** EXERCISE PROMPT **
Every line below that holds the string "CorsLayer" must be copied.

** RECORDS SHOWN **

+ + +

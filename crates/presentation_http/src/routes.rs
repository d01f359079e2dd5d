//! Route definitions
//!
//! Every catalog route gets its own rate limit policy, applied before caller
//! authentication. Health, readiness and the OpenAPI document are unlimited.

use axum::{
    Router,
    routing::{MethodRouter, get, post, put},
};
use tower_http::{limit::RequestBodyLimitLayer, trace::TraceLayer};

use crate::{
    error::ApiError,
    handlers, openapi,
    middleware::{CorsLayer, CorsPolicy, RateLimits, RatePolicy, RequestIdLayer, ViewerAuthLayer},
    state::AppState,
};

/// Wrap `route` in caller authentication and then the `policy` rate limit
fn limited(
    route: MethodRouter<AppState>,
    limits: &RateLimits,
    policy: RatePolicy,
    auth: &ViewerAuthLayer,
) -> MethodRouter<AppState> {
    route
        .route_layer(auth.clone())
        .route_layer(limits.layer(policy))
}

async fn route_not_found() -> ApiError {
    ApiError::NotFound("Not found".to_string())
}

/// Create the main router with all routes
pub fn create_router(state: AppState, limits: &RateLimits, auth: &ViewerAuthLayer) -> Router {
    let admin = limits.admin;

    let products = limited(
        get(handlers::products::list_products),
        limits,
        limits.products,
        auth,
    )
    .merge(limited(
        post(handlers::products::create_product),
        limits,
        admin,
        auth,
    ));

    let product = limited(
        get(handlers::products::get_product),
        limits,
        limits.product,
        auth,
    )
    .merge(limited(
        put(handlers::products::update_product)
            .patch(handlers::products::update_product)
            .delete(handlers::products::delete_product),
        limits,
        admin,
        auth,
    ));

    let categories = limited(
        get(handlers::products::list_categories),
        limits,
        limits.categories,
        auth,
    );

    Router::new()
        // Health and status endpoints
        .route("/health", get(handlers::health::health_check))
        .route("/ready", get(handlers::health::readiness_check))
        // Catalog
        .route("/products", products)
        .route("/products/categories", categories)
        .route("/products/{id}", product)
        .merge(openapi::create_openapi_routes())
        .fallback(route_not_found)
        // Attach state
        .with_state(state)
}

/// Router plus the cross-cutting layers, as served
///
/// From the outside in: CORS (answers preflight itself), request id, access
/// log, body size limit.
pub fn create_app(state: AppState, limits: &RateLimits, auth: &ViewerAuthLayer) -> Router {
    let server = &state.config.server;
    let cors = CorsPolicy::new(
        server.allowed_origins.iter().cloned(),
        state.config.environment.is_development(),
    );
    let body_limit = server.max_body_size_json_bytes;

    create_router(state, limits, auth)
        .layer(RequestBodyLimitLayer::new(body_limit))
        .layer(TraceLayer::new_for_http())
        .layer(RequestIdLayer::new())
        .layer(CorsLayer::new(cors))
}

+ + +

** TASK SOLUTION **
    middleware::{CorsLayer, CorsPolicy, RateLimits, RatePolicy, RequestIdLayer, ViewerAuthLayer},
        .layer(CorsLayer::new(cors))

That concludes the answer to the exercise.